I have made it an especial task to follow as closely as possible the career of a hundred Russian Jews with whom I have come in touch during my journeys and investigations. Although they did not pass into my field of observation together, and represent various ages and conditions, the following may be of interest: After five years, about forty per cent. had learned to speak English very well, and about fifteen per cent. could write it almost faultlessly, while more than sixty per cent. could read English newspapers. Of this number seventy-eight per cent. had become wage-earners and only fifteen per cent. of these had not materially improved their lot in life. Eighteen were citizens of the United States, three were Social Democrats of an intense type, five believed that way, but voted the Republican ticket, and the rest were divided on national questions about evenly between the two dominant parties. They voted as they pleased in local affairs, although they were strongly influenced first by Tammany and later by the Hearst movement which more and more dominates the east side of New York. Ninety-one per cent. has ceased to be orthodox in their religious practices, although in thirty-seven per cent. the “spirit was willing but the flesh was weak.” All the Social Democrats with the exception of one, had entirely drifted from their ancient moorings and were avowed atheists. As to their relation to Christianity I asked one of them, “Do you know anything about American Christians?” and he replied, “How shall I know anything about Christians on the East side?” Nearly all of them were saving some money and one of them had grown rich, at least in the estimation of his neighbours, and he was in the real estate business. Among all of them there has been an intellectual awakening. As one of them said: “They have room to think though they have but little leisure.”
Modifications and almost marvellous transformations had taken place in the features of many, and these were the men who had thought themselves most into our life. Whether there was growth in ethical conception it is hard to say, for one cannot easily reach beyond the exterior in sociological observations, and depths do not disclose themselves when one watches people by the hundred. Their business sense certainly has not grown less keen, and making money is as much an object in life as it always was. Perchance even a little more. The scale of things has changed. I find in most of them that they are more honest in little things, which comes from the fact that they need not be penurious. The real estate dealer is an unscrupulous sharper, I know, but in that he merely shares the unenviable reputation of his guild.
I should say that many of the surface vices born of certain economic conditions have disappeared, although I do not see that any great virtues have taken their places or that at the present time any great ethical movement is apparent. The synagogue is sterile in that direction, and the average Rabbi among this class is no ethical factor.
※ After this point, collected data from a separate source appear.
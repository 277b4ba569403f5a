// Copyright 2025 the Lumen Authors
// SPDX-License-Identifier: Apache-2.0 OR MIT

//! Scene stats.
//!
//! Build the same scenes with both builders and compare tree quality.
//!
//! Run:
//! - `cargo run -p lumen_demos --example scene_stats`
//! - `RUST_LOG=lumen_bvh=debug cargo run -p lumen_demos --example scene_stats`

use lumen_bvh::{
    BinnedBuilder, BuildConfig, BuildStats, Bvh, BvhWriter, PrimitiveSource, SahCost, SbvhBuilder,
    SplitKinds,
};
use lumen_demos::{describe, init_logging, sliver_scene, terrain};

fn sbvh<P: PrimitiveSource + ?Sized>(prims: &P, config: &BuildConfig) -> (Bvh, BuildStats) {
    let mut builder = SbvhBuilder::new(config.clone()).unwrap();
    let mut writer = BvhWriter::new();
    let stats = builder.build(prims, &mut writer).unwrap();
    (writer.finish().unwrap(), stats)
}

fn binned<P: PrimitiveSource + ?Sized>(prims: &P, config: &BuildConfig) -> (Bvh, BuildStats) {
    let mut builder = BinnedBuilder::new(config.clone()).unwrap();
    let mut writer = BvhWriter::new();
    let stats = builder.build(prims, &mut writer).unwrap();
    (writer.finish().unwrap(), stats)
}

fn report(name: &str, prims: &(impl PrimitiveSource + ?Sized), config: &BuildConfig) {
    let cost = SahCost::default();
    println!("{name} ({} primitives)", prims.primitive_count());
    for (label, (bvh, stats)) in [("sbvh  ", sbvh(prims, config)), ("binned", binned(prims, config))] {
        bvh.validate().unwrap();
        println!("  {label} sah {:>10.2}  {}", bvh.sah_cost(&cost), describe(&stats));
    }
}

fn main() {
    init_logging();

    let slivers = sliver_scene(64, 200, 40, 7);
    let ground = terrain(96, 11);

    let binary = BuildConfig::default();
    report("slivers, binary", slivers.as_slice(), &binary);
    report("terrain, binary", &ground, &binary);

    let wide = BuildConfig::default().with_arity(4).with_leaf_threshold(4);
    report("slivers, 4-wide", slivers.as_slice(), &wide);

    let no_spatial = BuildConfig::default().with_splits(SplitKinds::OBJECT);
    report("slivers, spatial splits off", slivers.as_slice(), &no_spatial);
}
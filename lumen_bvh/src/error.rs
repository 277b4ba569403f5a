// Copyright 2025 the Lumen Authors
// SPDX-License-Identifier: Apache-2.0 OR MIT

//! Error types for BVH construction.

use thiserror::Error;

/// A bounded resource used during construction.
#[derive(Copy, Clone, Debug, PartialEq, Eq)]
pub enum Resource {
    /// The explicit stack of pending work items.
    WorkStack,
    /// The reference buffer, which grows when spatial splits duplicate references.
    ReferenceArena,
}

impl core::fmt::Display for Resource {
    fn fmt(&self, f: &mut core::fmt::Formatter<'_>) -> core::fmt::Result {
        match self {
            Self::WorkStack => f.write_str("work stack"),
            Self::ReferenceArena => f.write_str("reference arena"),
        }
    }
}

/// Errors returned by the builders.
#[derive(Error, Debug, Clone, PartialEq)]
pub enum BuildError {
    /// The primitive source has no primitives.
    #[error("cannot build a hierarchy over zero primitives")]
    EmptyInput,

    /// A build parameter is out of range.
    #[error("invalid build parameter `{parameter}`: {reason}")]
    InvalidConfig {
        /// Name of the offending parameter.
        parameter: &'static str,
        /// Why it was rejected.
        reason: String,
    },

    /// A primitive has NaN or infinite bounds.
    #[error("primitive {index} has non-finite bounds")]
    NonFinitePrimitive {
        /// Index of the primitive in its source.
        index: usize,
    },

    /// A triangle refers to a vertex that does not exist.
    #[error("triangle {triangle} refers to vertex {vertex}, but the mesh has {vertex_count} vertices")]
    InvalidMesh {
        /// Index of the triangle.
        triangle: usize,
        /// The out-of-range vertex index.
        vertex: u32,
        /// Number of vertices in the mesh.
        vertex_count: usize,
    },

    /// A bounded resource ran out. Retry with a larger limit in the [`BuildConfig`](crate::BuildConfig).
    #[error(
        "{resource} exhausted (limit {limit}) at depth {depth} while handling {references} references"
    )]
    ResourceExhausted {
        /// Which resource ran out.
        resource: Resource,
        /// The configured limit that was hit.
        limit: usize,
        /// Depth of the node being processed.
        depth: u32,
        /// Reference count of the node being processed.
        references: usize,
    },

    /// An internal consistency check failed. This is a bug in the split evaluator or
    /// partitioner; the partially emitted tree must be discarded.
    #[error("internal invariant violated: {0}")]
    Invariant(&'static str),
}
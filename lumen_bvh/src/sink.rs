// Copyright 2025 the Lumen Authors
// SPDX-License-Identifier: Apache-2.0 OR MIT

//! Output interface for builders.

use crate::types::{BBox, Reference};

/// Receives the tree in depth-first pre-order.
///
/// Each node is written before its subtrees; the subtrees follow in the same order as
/// the `children` bounds given to [`write_node`](Self::write_node). The first call of a
/// build is always a `write_node` for the root.
///
/// A sink decides how to lay the tree out in memory; [`BvhWriter`](crate::BvhWriter)
/// assembles a [`Bvh`](crate::Bvh).
pub trait BvhSink {
    /// An internal node with bounds `bbox` and one entry in `children` per child.
    fn write_node(&mut self, bbox: &BBox, children: &[BBox]);

    /// A leaf with bounds `bbox` holding `refs`.
    ///
    /// Reference bounds may be clipped versions of the primitives' bounds, and the same
    /// primitive id may appear in several leaves.
    fn write_leaf(&mut self, bbox: &BBox, refs: &[Reference]);
}

impl<S: BvhSink + ?Sized> BvhSink for &mut S {
    fn write_node(&mut self, bbox: &BBox, children: &[BBox]) {
        (**self).write_node(bbox, children);
    }

    fn write_leaf(&mut self, bbox: &BBox, refs: &[Reference]) {
        (**self).write_leaf(bbox, refs);
    }
}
The public schools, which of course reach only the children, are much too crowded and have such a superabundance of raw material to work upon that it is impossible for them to reach deep enough into the crowded life of the Ghetto. Great ethical factors are the Jewish Alliance already mentioned, Cooper Institute, with its many lectures and Sunday afternoon services, and some of the settlements in which many honest attempts are made and splendid results achieved.
But “Salvation is still from the Jews,” still from within, and the best thing which can be done for the Russian Jews of New York, and for all the Jews in America, is to make them more truly Jewish, and that is a task at which happily both Jew and Christian may work, and for that task we all need the larger vision which comes partially, at least, from knowing one another.
XII
THE SLAVS AT HOME
NEARLY the whole eastern portion of Europe is Slavic territory, and although here and there broken into by other races, it is the Slav’s own world which he inhabits. A world which is constantly growing larger in spite of the fact that his advance in Asia has been checked.
One need not travel longer than a few hours from the German cities of Berlin, Leipsic, from the Austrian capital, Vienna, or from Venice, in Italy, to find himself far from German speech, habits and customs.
On the Baltic and on the Adriatic, as well as on the Black Sea, the Slav holds complete possession, although politically he may not everywhere be the master. He undoubtedly differs in many ways from his close neighbours, but just where that difference lies is hard to tell, because the portrayal of the characteristics of a race seems perilous, the danger being to ascribe to a nation, as traits, the agreeable or disagreeable impressions gathered from individuals during visits of shorter or longer duration. Inherited prejudices play no little part in such judgments; and, again, we too often hear nations given praise or blame which is based upon an indigestible dish, a disagreeable day, a good glass of wine, or joyous camaraderie.
To characterize the Slav is doubly difficult, because he has managed in the last twenty years to start many conflicts, and therefore has made enemies, who are apt to ascribe to him uncomplimentary characteristics. The Englishman has disagreeable notions of the Slav in the East, the German has his Polish problem, the Austrian has the belligerent Czech, the Italian on the Adriatic has the assertive Illyrian; the Turk doesn’t think very highly of his Slav neighbours, the Bulgarians and Montenegrins. It is not only hard not to be prejudiced against the Slav, but it is hard to be informed about him; first, because he has written very little about himself, with a few notable exceptions, and, secondly, because there are so many Slavic tribes which have remained isolated one from the other, have developed upon different lines, or have been influenced by the stronger race to which they happened to be neighbours, so that many characteristics which we ascribe to them are often the borrowed virtues, or more frequently the sins, of their neighbours.